Saved entries:
use std::env;
use std::fmt;

/// Distinguishes runtime behavior for different stages of the tool.
#[derive(Debug, Clone, Copy, PartialEq, Eq)]
pub enum AppEnvironment {
    Development,
    Test,
    Production,
}

impl AppEnvironment {
    fn from_str(value: &str) -> Self {
        match value.trim().to_ascii_lowercase().as_str() {
            "prod" | "production" => Self::Production,
            "test" | "ci" => Self::Test,
            _ => Self::Development,
        }
    }

    /// Log level used when `HCI_LOG_LEVEL` is unset.
    pub fn default_log_level(&self) -> &'static str {
        match self {
            Self::Development => "debug",
            Self::Test => "warn",
            Self::Production => "info",
        }
    }
}

/// How score reports are rendered on stdout.
#[derive(Debug, Clone, Copy, PartialEq, Eq, Default)]
pub enum OutputFormat {
    #[default]
    Text,
    Json,
}

impl OutputFormat {
    pub fn parse(value: &str) -> Result<Self, ConfigError> {
        match value.trim().to_ascii_lowercase().as_str() {
            "text" | "plain" => Ok(Self::Text),
            "json" => Ok(Self::Json),
            _ => Err(ConfigError::InvalidOutputFormat(value.to_string())),
        }
    }
}

/// Top-level configuration for the scoring tool.
#[derive(Debug, Clone)]
pub struct AppConfig {
    pub environment: AppEnvironment,
    pub output: OutputConfig,
    pub telemetry: TelemetryConfig,
}

impl AppConfig {
    pub fn load() -> Result<Self, ConfigError> {
        dotenvy::dotenv().ok();

        let environment = AppEnvironment::from_str(
            &env::var("HCI_ENV").unwrap_or_else(|_| "development".to_string()),
        );

        let format = match env::var("HCI_OUTPUT_FORMAT") {
            Ok(raw) => OutputFormat::parse(&raw)?,
            Err(_) => OutputFormat::default(),
        };

        let log_level = env::var("HCI_LOG_LEVEL")
            .unwrap_or_else(|_| environment.default_log_level().to_string());

        Ok(Self {
            environment,
            output: OutputConfig { format },
            telemetry: TelemetryConfig { log_level },
        })
    }
}

/// Settings controlling report rendering.
#[derive(Debug, Clone)]
pub struct OutputConfig {
    pub format: OutputFormat,
}

/// Tracing controls.
#[derive(Debug, Clone)]
pub struct TelemetryConfig {
    pub log_level: String,
}

#[derive(Debug)]
pub enum ConfigError {
    InvalidOutputFormat(String),
}

impl fmt::Display for ConfigError {
    fn fmt(&self, f: &mut fmt::Formatter<'_>) -> fmt::Result {
        match self {
            ConfigError::InvalidOutputFormat(value) => write!(
                f,
                "HCI_OUTPUT_FORMAT must be 'text' or 'json' (found '{}')",
                value
            ),
        }
    }
}

impl std::error::Error for ConfigError {}

#[cfg(test)]
mod tests {
    use super::*;
    use std::env;
    use std::sync::{Mutex, OnceLock};

    fn env_guard() -> &'static Mutex<()> {
        static GUARD: OnceLock<Mutex<()>> = OnceLock::new();
        GUARD.get_or_init(|| Mutex::new(()))
    }

    fn reset_env() {
        env::remove_var("HCI_ENV");
        env::remove_var("HCI_OUTPUT_FORMAT");
        env::remove_var("HCI_LOG_LEVEL");
    }

    #[test]
    fn load_uses_defaults_when_env_missing() {
        let _lock = env_guard().lock().expect("env mutex poisoned");
        reset_env();
        let config = AppConfig::load().expect("config loads with defaults");
        assert_eq!(config.environment, AppEnvironment::Development);
        assert_eq!(config.output.format, OutputFormat::Text);
        assert_eq!(config.telemetry.log_level, "debug");
    }

    #[test]
    fn environment_picks_default_log_level() {
        let _lock = env_guard().lock().expect("env mutex poisoned");
        reset_env();
        env::set_var("HCI_ENV", "ci");
        assert_eq!(AppConfig::load().expect("config loads").telemetry.log_level, "warn");

        env::set_var("HCI_ENV", "prod");
        assert_eq!(AppConfig::load().expect("config loads").telemetry.log_level, "info");

        env::set_var("HCI_LOG_LEVEL", "trace");
        assert_eq!(AppConfig::load().expect("config loads").telemetry.log_level, "trace");
        reset_env();
    }

    #[test]
    fn reads_environment_and_output_format() {
        let _lock = env_guard().lock().expect("env mutex poisoned");
        reset_env();
        env::set_var("HCI_ENV", "Production");
        env::set_var("HCI_OUTPUT_FORMAT", "JSON");
        env::set_var("HCI_LOG_LEVEL", "debug");
        let config = AppConfig::load().expect("config loads");
        assert_eq!(config.environment, AppEnvironment::Production);
        assert_eq!(config.output.format, OutputFormat::Json);
        assert_eq!(config.telemetry.log_level, "debug");
        reset_env();
    }

    #[test]
    fn rejects_unknown_output_format() {
        let _lock = env_guard().lock().expect("env mutex poisoned");
        reset_env();
        env::set_var("HCI_OUTPUT_FORMAT", "yaml");
        let err = AppConfig::load().expect_err("yaml is not supported");
        assert!(matches!(err, ConfigError::InvalidOutputFormat(ref value) if value == "yaml"));
        reset_env();
    }
}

Task instructions:
Using the entries above, return each line that includes the word "parse".

Response area:
    pub fn parse(value: &str) -> Result<Self, ConfigError> {
            Ok(raw) => OutputFormat::parse(&raw)?,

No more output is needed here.